==== Material to process ====
use std::collections::HashMap;
use std::path::{Path, PathBuf};
use std::sync::Arc;

use log::info;

use super::error::PipelineError;
use super::predictor::DoshaPredictor;
use super::reconcile::ReconcilerConfig;
use crate::artifact_store::{ArtifactStore, BundleInfo};
use crate::model::RandomForest;
use crate::recommend::{builtin_recommendations, Dosha, RecommendationBundle};
use crate::schema::SchemaRegistry;

/// A builder for constructing a DoshaPredictor with a fluent interface.
///
/// Exactly one artifact source must be set before `build`: a directory of
/// exported artifact files, a downloaded store bundle, or in-memory
/// components.
#[derive(Debug, Default)]
pub struct PredictorBuilder {
    artifact_dir: Option<PathBuf>,
    registry: Option<SchemaRegistry>,
    model: Option<RandomForest>,
    recommendations: Option<HashMap<Dosha, RecommendationBundle>>,
    reconciler: ReconcilerConfig,
}

impl PredictorBuilder {
    pub fn new() -> Self {
        Self::default()
    }

    /// Overrides the reconciler configuration (similarity cutoff).
    pub fn with_reconciler_config(mut self, config: ReconcilerConfig) -> Self {
        self.reconciler = config;
        self
    }

    /// Replaces the built-in recommendation table.
    pub fn with_recommendations(
        mut self,
        recommendations: HashMap<Dosha, RecommendationBundle>,
    ) -> Self {
        self.recommendations = Some(recommendations);
        self
    }

    /// Loads the schema registry and the trained model from a directory of
    /// artifact files.
    ///
    /// # Errors
    /// * `SchemaLoad` if an artifact source is already set, the directory
    ///   does not exist, any artifact is missing or malformed, or the loaded
    ///   artifacts are structurally inconsistent
    pub fn with_artifact_dir(mut self, dir: impl AsRef<Path>) -> Result<Self, PipelineError> {
        if self.registry.is_some() || self.model.is_some() {
            return Err(PipelineError::SchemaLoad(
                "artifact source already set".to_string(),
            ));
        }
        let dir = dir.as_ref();
        if !dir.is_dir() {
            return Err(PipelineError::SchemaLoad(format!(
                "artifact directory not found: {:?}",
                dir
            )));
        }

        let registry = SchemaRegistry::load(dir)?;
        let model = RandomForest::load(dir)?;
        info!("Artifacts loaded from {:?}", dir);

        self.artifact_dir = Some(dir.to_path_buf());
        self.registry = Some(registry);
        self.model = Some(model);
        Ok(self)
    }

    /// Loads a bundle that has already been downloaded into an artifact
    /// store.
    ///
    /// # Errors
    /// * `SchemaLoad` if the bundle is not downloaded (download it first
    ///   using `ArtifactStore::download_bundle`) or its artifacts fail to
    ///   load
    pub fn with_bundle(
        self,
        store: &ArtifactStore,
        bundle: &BundleInfo,
    ) -> Result<Self, PipelineError> {
        if !store.is_bundle_downloaded(bundle) {
            return Err(PipelineError::SchemaLoad(format!(
                "Bundle '{}' is not downloaded. Please download it first using ArtifactStore::download_bundle()",
                bundle.name
            )));
        }
        self.with_artifact_dir(store.bundle_dir(&bundle.name))
    }

    /// Loads the built-in bundle from the default artifact store location.
    pub fn with_default_artifacts(self) -> Result<Self, PipelineError> {
        let store = ArtifactStore::new_default().map_err(|e| {
            PipelineError::SchemaLoad(format!("failed to open artifact store: {}", e))
        })?;
        self.with_bundle(&store, &BundleInfo::questionnaire_v1())
    }

    /// Uses an already-constructed registry and model, bypassing artifact
    /// files entirely.
    pub fn with_components(
        mut self,
        registry: SchemaRegistry,
        model: RandomForest,
    ) -> Result<Self, PipelineError> {
        if self.registry.is_some() || self.model.is_some() {
            return Err(PipelineError::SchemaLoad(
                "artifact source already set".to_string(),
            ));
        }
        self.registry = Some(registry);
        self.model = Some(model);
        Ok(self)
    }

    /// Builds and returns the final DoshaPredictor instance.
    ///
    /// Cross-validates the loaded artifacts before assembling: the model
    /// must cover exactly the registry's feature count, the label encoder
    /// (when present) must cover the model's classes, and the reconciler
    /// cutoff must be a valid similarity.
    ///
    /// # Errors
    /// * `SchemaLoad` if no artifact source was set or the artifacts are
    ///   mutually inconsistent
    /// * `Validation` if the reconciler cutoff is outside `0.0..=1.0`
    pub fn build(self) -> Result<DoshaPredictor, PipelineError> {
        let registry = self.registry.ok_or_else(|| {
            PipelineError::SchemaLoad("no artifacts loaded; set an artifact source first".into())
        })?;
        let model = self.model.ok_or_else(|| {
            PipelineError::SchemaLoad("no model loaded; set an artifact source first".into())
        })?;

        if model.n_features() != registry.feature_count() {
            return Err(PipelineError::SchemaLoad(format!(
                "model expects {} features but the schema has {}",
                model.n_features(),
                registry.feature_count()
            )));
        }
        if let Some(encoder) = registry.dosha_encoder() {
            if encoder.len() != model.n_classes() {
                return Err(PipelineError::SchemaLoad(format!(
                    "label encoder has {} classes but the model predicts {}",
                    encoder.len(),
                    model.n_classes()
                )));
            }
        }
        if !(0.0..=1.0).contains(&self.reconciler.similarity_cutoff) {
            return Err(PipelineError::Validation(format!(
                "similarity cutoff must be within 0.0..=1.0, got {}",
                self.reconciler.similarity_cutoff
            )));
        }

        let recommendations = self
            .recommendations
            .unwrap_or_else(|| builtin_recommendations().clone());

        info!(
            "Predictor ready: {} features, {} trees",
            registry.feature_count(),
            model.tree_count()
        );

        Ok(DoshaPredictor {
            artifact_dir: self.artifact_dir,
            registry: Arc::new(registry),
            model: Arc::new(model),
            recommendations: Arc::new(recommendations),
            reconciler: self.reconciler,
        })
    }
}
====
▶ [Work required]: Print all of the entries exactly, leaving nothing out.

▶ [Answer]:
use std::collections::HashMap;
use std::path::{Path, PathBuf};
use std::sync::Arc;

use log::info;

use super::error::PipelineError;
use super::predictor::DoshaPredictor;
use super::reconcile::ReconcilerConfig;
use crate::artifact_store::{ArtifactStore, BundleInfo};
use crate::model::RandomForest;
use crate::recommend::{builtin_recommendations, Dosha, RecommendationBundle};
use crate::schema::SchemaRegistry;

/// A builder for constructing a DoshaPredictor with a fluent interface.
///
/// Exactly one artifact source must be set before `build`: a directory of
/// exported artifact files, a downloaded store bundle, or in-memory
/// components.
#[derive(Debug, Default)]
pub struct PredictorBuilder {
    artifact_dir: Option<PathBuf>,
    registry: Option<SchemaRegistry>,
    model: Option<RandomForest>,
    recommendations: Option<HashMap<Dosha, RecommendationBundle>>,
    reconciler: ReconcilerConfig,
}

impl PredictorBuilder {
    pub fn new() -> Self {
        Self::default()
    }

    /// Overrides the reconciler configuration (similarity cutoff).
    pub fn with_reconciler_config(mut self, config: ReconcilerConfig) -> Self {
        self.reconciler = config;
        self
    }

    /// Replaces the built-in recommendation table.
    pub fn with_recommendations(
        mut self,
        recommendations: HashMap<Dosha, RecommendationBundle>,
    ) -> Self {
        self.recommendations = Some(recommendations);
        self
    }

    /// Loads the schema registry and the trained model from a directory of
    /// artifact files.
    ///
    /// # Errors
    /// * `SchemaLoad` if an artifact source is already set, the directory
    ///   does not exist, any artifact is missing or malformed, or the loaded
    ///   artifacts are structurally inconsistent
    pub fn with_artifact_dir(mut self, dir: impl AsRef<Path>) -> Result<Self, PipelineError> {
        if self.registry.is_some() || self.model.is_some() {
            return Err(PipelineError::SchemaLoad(
                "artifact source already set".to_string(),
            ));
        }
        let dir = dir.as_ref();
        if !dir.is_dir() {
            return Err(PipelineError::SchemaLoad(format!(
                "artifact directory not found: {:?}",
                dir
            )));
        }

        let registry = SchemaRegistry::load(dir)?;
        let model = RandomForest::load(dir)?;
        info!("Artifacts loaded from {:?}", dir);

        self.artifact_dir = Some(dir.to_path_buf());
        self.registry = Some(registry);
        self.model = Some(model);
        Ok(self)
    }

    /// Loads a bundle that has already been downloaded into an artifact
    /// store.
    ///
    /// # Errors
    /// * `SchemaLoad` if the bundle is not downloaded (download it first
    ///   using `ArtifactStore::download_bundle`) or its artifacts fail to
    ///   load
    pub fn with_bundle(
        self,
        store: &ArtifactStore,
        bundle: &BundleInfo,
    ) -> Result<Self, PipelineError> {
        if !store.is_bundle_downloaded(bundle) {
            return Err(PipelineError::SchemaLoad(format!(
                "Bundle '{}' is not downloaded. Please download it first using ArtifactStore::download_bundle()",
                bundle.name
            )));
        }
        self.with_artifact_dir(store.bundle_dir(&bundle.name))
    }

    /// Loads the built-in bundle from the default artifact store location.
    pub fn with_default_artifacts(self) -> Result<Self, PipelineError> {
        let store = ArtifactStore::new_default().map_err(|e| {
            PipelineError::SchemaLoad(format!("failed to open artifact store: {}", e))
        })?;
        self.with_bundle(&store, &BundleInfo::questionnaire_v1())
    }

    /// Uses an already-constructed registry and model, bypassing artifact
    /// files entirely.
    pub fn with_components(
        mut self,
        registry: SchemaRegistry,
        model: RandomForest,
    ) -> Result<Self, PipelineError> {
        if self.registry.is_some() || self.model.is_some() {
            return Err(PipelineError::SchemaLoad(
                "artifact source already set".to_string(),
            ));
        }
        self.registry = Some(registry);
        self.model = Some(model);
        Ok(self)
    }

    /// Builds and returns the final DoshaPredictor instance.
    ///
    /// Cross-validates the loaded artifacts before assembling: the model
    /// must cover exactly the registry's feature count, the label encoder
    /// (when present) must cover the model's classes, and the reconciler
    /// cutoff must be a valid similarity.
    ///
    /// # Errors
    /// * `SchemaLoad` if no artifact source was set or the artifacts are
    ///   mutually inconsistent
    /// * `Validation` if the reconciler cutoff is outside `0.0..=1.0`
    pub fn build(self) -> Result<DoshaPredictor, PipelineError> {
        let registry = self.registry.ok_or_else(|| {
            PipelineError::SchemaLoad("no artifacts loaded; set an artifact source first".into())
        })?;
        let model = self.model.ok_or_else(|| {
            PipelineError::SchemaLoad("no model loaded; set an artifact source first".into())
        })?;

        if model.n_features() != registry.feature_count() {
            return Err(PipelineError::SchemaLoad(format!(
                "model expects {} features but the schema has {}",
                model.n_features(),
                registry.feature_count()
            )));
        }
        if let Some(encoder) = registry.dosha_encoder() {
            if encoder.len() != model.n_classes() {
                return Err(PipelineError::SchemaLoad(format!(
                    "label encoder has {} classes but the model predicts {}",
                    encoder.len(),
                    model.n_classes()
                )));
            }
        }
        if !(0.0..=1.0).contains(&self.reconciler.similarity_cutoff) {
            return Err(PipelineError::Validation(format!(
                "similarity cutoff must be within 0.0..=1.0, got {}",
                self.reconciler.similarity_cutoff
            )));
        }

        let recommendations = self
            .recommendations
            .unwrap_or_else(|| builtin_recommendations().clone());

        info!(
            "Predictor ready: {} features, {} trees",
            registry.feature_count(),
            model.tree_count()
        );

        Ok(DoshaPredictor {
            artifact_dir: self.artifact_dir,
            registry: Arc::new(registry),
            model: Arc::new(model),
            recommendations: Arc::new(recommendations),
            reconciler: self.reconciler,
        })
    }
}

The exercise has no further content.